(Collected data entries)
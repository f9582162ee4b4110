use super::Frame;
use crate::state::export::{format_input, ExportFocus, RangeField};
use crate::state::State;
use crate::ui::widgets::{field, styling};
use ratatui::{
    layout::{Constraint, Direction, Layout, Rect},
    text::{Line, Span},
    widgets::{Block, Borders, Clear, List, ListItem, ListState, Paragraph},
};

/// Render the export dialog: column checklist on the left, date range on the
/// right.
///
pub fn export(frame: &mut Frame, size: Rect, state: &mut State) {
    let theme = state.get_theme();
    let Some(selection) = state.export_selection() else {
        return;
    };

    let popup = field::centered_rect(70, 60, size);
    frame.render_widget(Clear, popup);
    let block = Block::default()
        .borders(Borders::ALL)
        .title(Span::styled("Export cases", styling::active_block_title_style()))
        .border_style(styling::active_block_border_style(theme));
    let inner = block.inner(popup);
    frame.render_widget(block, popup);

    let columns = Layout::default()
        .direction(Direction::Horizontal)
        .constraints([Constraint::Percentage(50), Constraint::Percentage(50)])
        .split(inner);

    let columns_focused = selection.focus() == Some(ExportFocus::Columns);
    let items: Vec<ListItem> = if selection.catalog().is_empty() {
        vec![ListItem::new(Span::styled(
            "No columns available",
            styling::muted_text_style(theme),
        ))]
    } else {
        selection
            .catalog()
            .iter()
            .map(|column| {
                let mark = if selection.is_selected(&column.key) {
                    "[x]"
                } else {
                    "[ ]"
                };
                ListItem::new(Line::from(format!("{} {}", mark, column.label)))
            })
            .collect()
    };
    let list = List::new(items)
        .style(styling::normal_text_style(theme))
        .highlight_style(if columns_focused {
            styling::highlight_style(theme)
        } else {
            styling::active_list_item_style(theme)
        })
        .block(
            Block::default()
                .borders(Borders::RIGHT)
                .title(format!("Columns ({} selected)", selection.selected_columns().len()))
                .border_style(styling::normal_block_border_style(theme)),
        );
    let mut list_state = ListState::default();
    list_state.select(Some(selection.column_index()));
    frame.render_stateful_widget(list, columns[0], &mut list_state);

    let range_value = |which: RangeField| -> String {
        if selection.focus() == Some(ExportFocus::Range(which)) {
            selection.input().to_string()
        } else {
            let stored = match which {
                RangeField::Start => selection.start(),
                RangeField::End => selection.end(),
            };
            format_input(stored)
        }
    };
    let lines = vec![
        Line::from(""),
        field::field_line(
            theme,
            "Start",
            &range_value(RangeField::Start),
            selection.focus() == Some(ExportFocus::Range(RangeField::Start)),
        ),
        field::field_line(
            theme,
            "End",
            &range_value(RangeField::End),
            selection.focus() == Some(ExportFocus::Range(RangeField::End)),
        ),
        Line::from(""),
        Line::from(Span::styled(
            "  Ctrl-E: Excel (.xlsx)   Ctrl-P: PDF",
            styling::muted_text_style(theme),
        )),
    ];
    let range = Layout::default()
        .direction(Direction::Vertical)
        .constraints([Constraint::Min(0)])
        .horizontal_margin(1)
        .split(columns[1]);
    frame.render_widget(Paragraph::new(lines), range[0]);
}
use super::export;
use super::Frame;
use crate::backend::{Case, CaseStatus};
use crate::export::format_created_at;
use crate::state::{Focus, State};
use crate::ui::theme::Theme;
use crate::ui::widgets::{spinner, styling};
use ratatui::{
    layout::{Alignment, Constraint, Direction, Layout, Rect},
    style::Style,
    text::{Line, Span},
    widgets::{Block, Borders, Cell, Paragraph, Row, Table, TableState},
};

/// Render the case list for the selected month with its filter bar. The
/// export dialog is drawn on top when open.
///
pub fn cases(frame: &mut Frame, size: Rect, state: &mut State) {
    let theme = state.get_theme();
    let active = state.current_focus() == Focus::View && state.export_selection().is_none();

    let block = Block::default()
        .borders(Borders::ALL)
        .title(Span::styled(
            format!("Cases: {}", state.case_window().label()),
            styling::active_block_title_style(),
        ))
        .border_style(if active {
            styling::active_block_border_style(theme)
        } else {
            styling::normal_block_border_style(theme)
        });
    let inner = block.inner(size);
    frame.render_widget(block, size);

    let rows = Layout::default()
        .direction(Direction::Vertical)
        .constraints([Constraint::Length(2), Constraint::Min(0)])
        .split(inner);

    let filter = state.case_filter();
    let search = if filter.is_search_mode() {
        format!("{}▏", filter.search())
    } else if filter.search().is_empty() {
        "(press / to search)".to_string()
    } else {
        filter.search().to_string()
    };
    let filter_line = Line::from(vec![
        Span::styled(" Status: ", styling::muted_text_style(theme)),
        Span::styled(filter.status().to_string(), styling::active_list_item_style(theme)),
        Span::styled("   Search: ", styling::muted_text_style(theme)),
        Span::styled(search, styling::normal_text_style(theme)),
    ]);
    frame.render_widget(Paragraph::new(filter_line), rows[0]);

    if state.is_cases_loading() {
        spinner::render(frame, rows[1], state.get_spinner_index(), "Loading cases...");
    } else {
        let visible = state.visible_cases();
        if visible.is_empty() {
            let message = empty_list_message(state.cases());
            frame.render_widget(
                Paragraph::new(Span::styled(message, styling::muted_text_style(theme)))
                    .alignment(Alignment::Center),
                rows[1],
            );
        } else {
            let type_names = state.case_form().case_types();
            let table_rows: Vec<Row> = visible
                .iter()
                .map(|case| case_row(theme, case, type_name(type_names, case)))
                .collect();
            let table = Table::new(
                table_rows,
                [
                    Constraint::Length(10),
                    Constraint::Percentage(30),
                    Constraint::Length(14),
                    Constraint::Percentage(25),
                    Constraint::Length(12),
                    Constraint::Length(17),
                ],
            )
            .header(
                Row::new(["ID", "Title", "Type", "Location", "Status", "Created"])
                    .style(styling::active_block_title_style()),
            )
            .highlight_style(styling::highlight_style(theme));
            let mut table_state = TableState::default();
            table_state.select(Some(state.case_index()));
            frame.render_stateful_widget(table, rows[1], &mut table_state);
        }
    }

    if state.export_selection().is_some() {
        export::export(frame, size, state);
    }
}

/// Message for an empty table: the month has no cases at all, or the filter
/// hides every one of them.
///
fn empty_list_message(cases: &[Case]) -> &'static str {
    if cases.is_empty() {
        "No cases this month"
    } else {
        "No cases match the current filter"
    }
}

fn type_name(case_types: &[crate::backend::CaseType], case: &Case) -> String {
    let Some(id) = case.case_type.as_deref() else {
        return String::new();
    };
    case_types
        .iter()
        .find(|case_type| case_type.id == id)
        .map(|case_type| case_type.name.clone())
        .unwrap_or_else(|| id.to_string())
}

fn status_style(theme: &Theme, status: CaseStatus) -> Style {
    let color = match status {
        CaseStatus::Pending => theme.warning,
        CaseStatus::InProgress => theme.info,
        CaseStatus::Completed => theme.success,
        CaseStatus::Unknown => theme.text_muted,
    };
    Style::default().fg(color.to_color())
}

fn case_row<'a>(theme: &Theme, case: &'a Case, case_type: String) -> Row<'a> {
    Row::new(vec![
        Cell::from(case.id.as_str()),
        Cell::from(case.title.as_str()),
        Cell::from(case_type),
        Cell::from(case.location.as_str()),
        Cell::from(Span::styled(case.status.to_string(), status_style(theme, case.status))),
        Cell::from(
            case.created_at
                .as_deref()
                .map(format_created_at)
                .unwrap_or_default(),
        ),
    ])
    .style(styling::normal_text_style(theme))
}

#[cfg(test)]
mod tests {
    use super::*;
    use crate::state::filter::{CaseFilter, StatusFilter};
    use fake::{Fake, Faker};

    #[test]
    fn empty_month_and_filtered_out_differ() {
        assert_eq!(empty_list_message(&[]), "No cases this month");

        let cases = vec![Case {
            status: CaseStatus::Pending,
            ..Faker.fake::<Case>()
        }];
        let mut filter = CaseFilter::default();
        filter.set_status_filter(StatusFilter::Only(CaseStatus::Completed));
        assert!(filter.visible_cases(&cases).is_empty());
        assert_eq!(empty_list_message(&cases), "No cases match the current filter");
    }
}
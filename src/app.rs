use crate::backend::Backend;
use crate::config::Config;
use crate::error::{AppError, AppResult};
use crate::events::network::{Event as NetworkEvent, Handler as NetworkEventHandler};
use crate::events::terminal::Handler as TerminalEventHandler;
use crate::logger::StateLogger;
use crate::state::State;
use crate::ui::Theme;
use crossterm::{
    execute,
    terminal::{disable_raw_mode, enable_raw_mode, EnterAlternateScreen, LeaveAlternateScreen},
};
use log::*;
use ratatui::{backend::CrosstermBackend, Terminal};
use std::io::stdout;
use std::sync::mpsc::{self, Receiver, Sender};
use std::sync::Arc;
use tokio::sync::Mutex;

pub type NetworkEventSender = Sender<NetworkEvent>;
type NetworkEventReceiver = Receiver<NetworkEvent>;

/// Configuration changes requested by the state.
///
#[derive(Debug, Clone, PartialEq, Eq)]
pub enum ConfigUpdate {
    RememberedUsername(Option<String>),
}

pub type ConfigSaveSender = Sender<ConfigUpdate>;
type ConfigSaveReceiver = Receiver<ConfigUpdate>;

/// Oversees event processing, state management, and terminal output.
///
pub struct App {
    state: Arc<Mutex<State>>,
    config: Config,
}

impl App {
    /// Start a new application according to the given configuration. Returns
    /// the result of the application execution.
    ///
    pub async fn start(config: Config) -> AppResult<()> {
        let (log_tx, log_rx) = mpsc::channel::<String>();
        install_logger(&config, log_tx)?;

        info!("Starting application against {}...", config.base_url);
        let (tx, rx) = mpsc::channel::<NetworkEvent>();
        let (config_save_tx, config_save_rx) = mpsc::channel::<ConfigUpdate>();
        let mut state = State::new(tx, config_save_tx, config.remembered_username.clone());
        match Theme::from_name(&config.theme_name) {
            Some(theme) => {
                state.set_theme(theme);
            }
            None => warn!(
                "Unknown theme '{}', using the default. Available: {}",
                config.theme_name,
                Theme::available_themes().join(", ")
            ),
        }
        let app = App {
            state: Arc::new(Mutex::new(state)),
            config,
        };
        app.start_network(rx)?;
        app.start_config_saver(config_save_rx);
        let result = app.start_ui(log_rx).await;

        info!("Exiting application...");
        result
    }

    /// Start a thread applying config updates to the stored file. Command
    /// line overrides on the running config are not written back.
    ///
    fn start_config_saver(&self, receiver: ConfigSaveReceiver) {
        let config = self.config.clone();
        std::thread::spawn(move || {
            while let Ok(update) = receiver.recv() {
                let result = config.persisted().and_then(|mut stored| {
                    apply_update(&mut stored, update);
                    stored.save()
                });
                if let Err(e) = result {
                    error!("Failed to save config: {}", e);
                }
            }
        });
    }

    /// Start a separate thread for asynchronous state mutations.
    ///
    fn start_network(&self, net_receiver: NetworkEventReceiver) -> AppResult<()> {
        debug!("Creating new thread for asynchronous networking...");
        let backend = Backend::new(&self.config.base_url)?;
        let runtime = tokio::runtime::Builder::new_multi_thread()
            .enable_all()
            .build()
            .map_err(|e| AppError::RuntimeCreation(e.to_string()))?;
        let cloned_state = Arc::clone(&self.state);
        let export_dir = self.config.export_dir.clone();
        std::thread::spawn(move || {
            runtime.block_on(async {
                let mut network_event_handler =
                    NetworkEventHandler::new(&cloned_state, &backend, export_dir);
                while let Ok(network_event) = net_receiver.recv() {
                    if let Err(e) = network_event_handler.handle(network_event).await {
                        error!("Failed to handle network event: {}", e);
                    }
                }
            })
        });
        Ok(())
    }

    /// Begin the terminal event poll on a separate thread before starting the
    /// render loop on the main thread. Return the result following an exit
    /// request or unrecoverable error.
    ///
    async fn start_ui(&self, log_rx: Receiver<String>) -> AppResult<()> {
        debug!("Starting user interface on main thread...");
        let mut stdout = stdout();
        execute!(stdout, EnterAlternateScreen)?;
        enable_raw_mode()?;

        let mut terminal = Terminal::new(CrosstermBackend::new(stdout))?;
        terminal.hide_cursor()?;

        let result = self.run_loop(&mut terminal, &log_rx).await;

        disable_raw_mode()?;
        execute!(terminal.backend_mut(), LeaveAlternateScreen)?;
        terminal.show_cursor()?;
        result
    }

    async fn run_loop(
        &self,
        terminal: &mut Terminal<CrosstermBackend<std::io::Stdout>>,
        log_rx: &Receiver<String>,
    ) -> AppResult<()> {
        let terminal_event_handler = TerminalEventHandler::new();
        loop {
            let mut state = self.state.lock().await;
            for entry in log_rx.try_iter() {
                state.add_log_entry(entry);
            }
            if let Ok(size) = terminal.size() {
                state.set_terminal_size(size);
            }
            terminal.draw(|frame| crate::ui::render(frame, &mut state))?;
            let keep_running = terminal_event_handler
                .handle_next(&mut state)
                .map_err(|e| AppError::Terminal(e.to_string()))?;
            if !keep_running {
                debug!("Received application exit request.");
                return Ok(());
            }
        }
    }
}

/// Install the global logger at the configured level, forwarding formatted
/// records to the UI loop.
///
fn install_logger(config: &Config, log_tx: Sender<String>) -> AppResult<()> {
    let level = config.level_filter()?;
    let logger = StateLogger::new(level);
    let log_tx = std::sync::Mutex::new(log_tx);
    logger.set_log_callback(Box::new(move |line| {
        if let Ok(tx) = log_tx.lock() {
            let _ = tx.send(line);
        }
    }));
    log::set_boxed_logger(Box::new(logger)).map_err(|e| AppError::Logger(e.to_string()))?;
    log::set_max_level(level);
    Ok(())
}

fn apply_update(config: &mut Config, update: ConfigUpdate) {
    match update {
        ConfigUpdate::RememberedUsername(username) => {
            debug!("Saving remembered username: {:?}", username);
            config.remembered_username = username;
        }
    }
}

The problem: Select every line in the records above that contains the word "NetworkEventReceiver".

Output below:
type NetworkEventReceiver = Receiver<NetworkEvent>;
    fn start_network(&self, net_receiver: NetworkEventReceiver) -> AppResult<()> {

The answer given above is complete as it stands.